Diante desse fato, o Alma Preta decidiu então investigar os motivos para isso.
A operação Lava Jato tem centenas de presos, entre políticos, doleiros, funcionários de empresas como Petrobrás, entre outros cargos. Como pequena amostra daquilo que se acompanha na rede aberta de televisão, dos 13 políticos presos na operação, todos são homens brancos.
A corrupção e o suposto desvio de caráter, contudo, não fazem parte do imaginário sobre a branquitude no país.
Para Valéria Alves, doutora em antropologia pela USP, brancos e brancas sempre foram postos como modelos de padrão de beleza, inteligência e conduta moral, fatores que permitem outra abordagem e avaliação social quando cometem um erro.
“Quando falha ou comete um crime, este é visto como algo individual e geralmente é amenizado. A população branca construiu e carrega o estigma da brancura, da pureza e do bom caratismo.”
Para o negro, cabe o oposto, como explicam as teorias eugenistas de Césare Lombroso e Nina Rodrigues, que descrevem o sujeito negro como propenso ao crime. Outra marca do racismo, que homogeneíza a população negra e retira a singularidade de cada indivíduo, colabora também para haver a criminalização do grupo.
“Quando um membro da população negra comete um crime ou uma falha grave, automaticamente esse erro é posto como algo inerente a esse grupo. Quando um erra, no geral, é a população negra que erra”, explica Valéria.
Apesar dos diferentes juízos de valor, uma constatação é importante para entender a ausência de negros em casos de corrupção: a ausência de negros na política.
No estado de São Paulo, por exemplo, dos atuais 94 parlamentares da Assembleia Legislativa, somente quatro são negros, o equivalente a 4,2% dos eleitos.
Juninho Junior, presidente estadual do PSOL e integrante do Círculo Palmarino, diz que a ausência de políticos negros em cargos públicos é um reflexo das desigualdades históricas brasileiras e que os poderes executivo e legislativo representam as elites do país.

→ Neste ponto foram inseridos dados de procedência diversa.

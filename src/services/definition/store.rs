//! 报表定义存储
//!
//! 活动集合是一个 `Arc<DefinitionSet>` 快照：加载/重载在锁外构建完整的新集合，
//! 成功后一次性替换；失败时保持原集合不变，读者永远看不到半成品。
//!
//! 每次替换（加载、重载、注册）都会递增代数，代数与集合在同一把锁下读取。

use super::loader::{validate_definition, DefinitionLoader, DefinitionSet};
use crate::core::error::ConfigError;
use crate::models::ReportDefinition;
use std::path::{Path, PathBuf};
use std::sync::{Arc, PoisonError, RwLock};

/// 程序化注册的定义在错误信息中使用的来源标识
const REGISTERED_SOURCE: &str = "<registered>";

/// 活动集合及其代数
#[derive(Debug, Default)]
struct Active {
    set: Arc<DefinitionSet>,
    generation: u64,
}

/// 报表定义存储
#[derive(Debug)]
pub struct DefinitionStore {
    dir: PathBuf,
    loader: DefinitionLoader,
    active: RwLock<Active>,
}

impl DefinitionStore {
    /// 创建空存储（不读取目录）
    pub fn new(dir: impl Into<PathBuf>) -> Self {
        Self {
            dir: dir.into(),
            loader: DefinitionLoader::new(),
            active: RwLock::new(Active::default()),
        }
    }

    /// 创建存储并立即加载目录
    pub fn open(dir: impl Into<PathBuf>) -> Result<Self, ConfigError> {
        let store = Self::new(dir);
        store.load()?;
        Ok(store)
    }

    /// 定义目录
    pub fn dir(&self) -> &Path {
        &self.dir
    }

    /// 加载目录并替换活动集合，返回加载的定义数
    pub fn load(&self) -> Result<usize, ConfigError> {
        let set = self.loader.load_dir(&self.dir)?;
        let count = set.len();
        self.swap(set);
        tracing::info!(dir = ?self.dir, count, "报表定义已加载");
        Ok(count)
    }

    /// 重新加载，失败时保留当前活动集合
    pub fn reload(&self) -> Result<usize, ConfigError> {
        self.load().map_err(|e| {
            tracing::error!(dir = ?self.dir, error = %e, "报表定义重载失败，保留当前定义");
            e
        })
    }

    /// 校验并注册单个定义（同名覆盖）
    pub fn register(&self, def: ReportDefinition) -> Result<(), ConfigError> {
        validate_definition(&def, Path::new(REGISTERED_SOURCE))?;

        let mut guard = self.active.write().unwrap_or_else(PoisonError::into_inner);
        let mut next = DefinitionSet::clone(&guard.set);
        let replaced = next
            .insert(def.name.clone(), Arc::new(def))
            .map(|old| old.name.clone());
        guard.set = Arc::new(next);
        guard.generation += 1;
        drop(guard);

        if let Some(name) = replaced {
            tracing::info!(report = %name, "报表定义已覆盖");
        }
        Ok(())
    }

    /// 按名称查找定义
    pub fn get(&self, name: &str) -> Option<Arc<ReportDefinition>> {
        self.snapshot().get(name).cloned()
    }

    /// 按名称查找定义，同时返回其所在集合的代数
    pub fn lookup(&self, name: &str) -> Option<(Arc<ReportDefinition>, u64)> {
        let active = self.active.read().unwrap_or_else(PoisonError::into_inner);
        active
            .set
            .get(name)
            .map(|def| (def.clone(), active.generation))
    }

    /// 当前代数，每次替换活动集合后递增
    pub fn generation(&self) -> u64 {
        self.active
            .read()
            .unwrap_or_else(PoisonError::into_inner)
            .generation
    }

    /// 全部定义，按名称排序
    pub fn list(&self) -> Vec<Arc<ReportDefinition>> {
        let mut defs: Vec<_> = self.snapshot().values().cloned().collect();
        defs.sort_by(|a, b| a.name.cmp(&b.name));
        defs
    }

    /// 当前活动集合的快照
    pub fn snapshot(&self) -> Arc<DefinitionSet> {
        self.active
            .read()
            .unwrap_or_else(PoisonError::into_inner)
            .set
            .clone()
    }

    pub fn len(&self) -> usize {
        self.snapshot().len()
    }

    pub fn is_empty(&self) -> bool {
        self.len() == 0
    }

    fn swap(&self, set: DefinitionSet) {
        let mut guard = self.active.write().unwrap_or_else(PoisonError::into_inner);
        guard.set = Arc::new(set);
        guard.generation += 1;
    }
}

#[cfg(test)]
mod tests {
    use super::*;
    use std::fs;
    use tempfile::TempDir;

    fn write_def(dir: &Path, name: &str, query: &str) {
        let content = serde_json::json!({"name": name, "query": query}).to_string();
        fs::write(dir.join(format!("{name}.json")), content).unwrap();
    }

    #[test]
    fn test_open_and_get() {
        let temp_dir = TempDir::new().unwrap();
        write_def(temp_dir.path(), "sales", "SELECT * FROM sales");
        write_def(temp_dir.path(), "inventory", "SELECT * FROM stock");

        let store = DefinitionStore::open(temp_dir.path()).unwrap();
        assert_eq!(store.len(), 2);
        assert!(store.get("sales").is_some());
        assert!(store.get("missing").is_none());

        let names: Vec<_> = store.list().iter().map(|d| d.name.clone()).collect();
        assert_eq!(names, vec!["inventory", "sales"]);
    }

    #[test]
    fn test_reload_failure_keeps_active_set() {
        let temp_dir = TempDir::new().unwrap();
        write_def(temp_dir.path(), "sales", "SELECT * FROM sales");
        let store = DefinitionStore::open(temp_dir.path()).unwrap();

        write_def(temp_dir.path(), "evil", "DELETE FROM sales");
        assert!(matches!(
            store.reload(),
            Err(ConfigError::UnsafeSql { .. })
        ));
        assert_eq!(store.len(), 1);
        assert!(store.get("evil").is_none());
        assert!(store.get("sales").is_some());
    }

    #[test]
    fn test_reload_picks_up_changes() {
        let temp_dir = TempDir::new().unwrap();
        write_def(temp_dir.path(), "sales", "SELECT * FROM sales");
        let store = DefinitionStore::open(temp_dir.path()).unwrap();
        let before = store.snapshot();
        let generation = store.generation();

        write_def(temp_dir.path(), "returns", "SELECT * FROM returns");
        assert_eq!(store.reload().unwrap(), 2);
        assert_eq!(store.generation(), generation + 1);
        assert_eq!(store.lookup("returns").map(|(_, g)| g), Some(generation + 1));

        // 旧快照不受替换影响
        assert_eq!(before.len(), 1);
        assert_eq!(store.len(), 2);
    }

    #[test]
    fn test_register() {
        let store = DefinitionStore::new("/nonexistent");
        assert!(store.is_empty());

        let def = ReportDefinition {
            name: "adhoc".into(),
            query: "SELECT 1".into(),
            ..Default::default()
        };
        store.register(def).unwrap();
        assert!(store.get("adhoc").is_some());

        let bad = ReportDefinition {
            name: "bad".into(),
            query: "TRUNCATE sales".into(),
            ..Default::default()
        };
        assert!(store.register(bad).is_err());
        assert_eq!(store.len(), 1);
        assert!(store.lookup("bad").is_none());
    }

    #[test]
    fn test_generation_advances_on_swap_only() {
        let temp_dir = TempDir::new().unwrap();
        write_def(temp_dir.path(), "sales", "SELECT * FROM sales");
        let store = DefinitionStore::new(temp_dir.path());
        assert_eq!(store.generation(), 0);

        store.load().unwrap();
        assert_eq!(store.generation(), 1);

        write_def(temp_dir.path(), "evil", "DROP TABLE sales");
        assert!(store.reload().is_err());
        assert_eq!(store.generation(), 1);

        let def = ReportDefinition {
            name: "adhoc".into(),
            query: "SELECT 1".into(),
            ..Default::default()
        };
        store.register(def).unwrap();
        assert_eq!(store.generation(), 2);
        assert_eq!(store.lookup("sales").map(|(_, g)| g), Some(2));
    }
}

“Você tem um parlamento que é formato em 80% por homens brancos, representantes das elites, seja do agronegócio, do setor financeiro, da indústria ou de qualquer outro segmento. Os demais grupos – mulheres, negros, indígenas, trabalhadoras, trabalhadores – são sub-representados nesses espaços”.
Para resolver o problema, é só enegrecer a política?
Para a cientista social Jaqueline Conceição, não. Ela pensa que a corrupção faz parte do modelo político em que vivemos, inseridos em uma sociedade capitalista.
“O Estado, balcão de negócios da burguesia, sempre negociará com muito mais tranquilidade com esse grupo social. Os negros que lá chegarem terão que negociar com a burguesia em virtude do modelo de organização política que temos”, explica Jaqueline.
Um dos exemplos citados por Jaqueline Conceição é o caso de Celso Pitta, ex-prefeito de São Paulo.
“O ex-prefeito Celso Pitta, um homem negro, casado com uma mulher negra e pai de filhos negros, é um dos maiores corruptos que se tem conhecimento na história da cidade de São Paulo”, afirma.
Pitta acumulou alguns casos de corrupção ao longo da sua vida. Os dois principais são os escândalos dos precatórios e a operação Satiagraha.
Na época em que foi condenado e julgado, Pitta foi também vítima de perseguições racistas, como disse o próprio ex-prefeito e ativistas do movimento negro da época.
“Por ser da comunidade negra, reaviva-se o sentimento que é esquecido, escamoteado e sempre deixado em segundo plano, que é a discriminação neste país”, disse o prefeito à época.
Manifestações foram feitas naquele período em apoio ao ex-prefeito, com a presença de militantes do movimento negro.
Quem perde com a corrupção?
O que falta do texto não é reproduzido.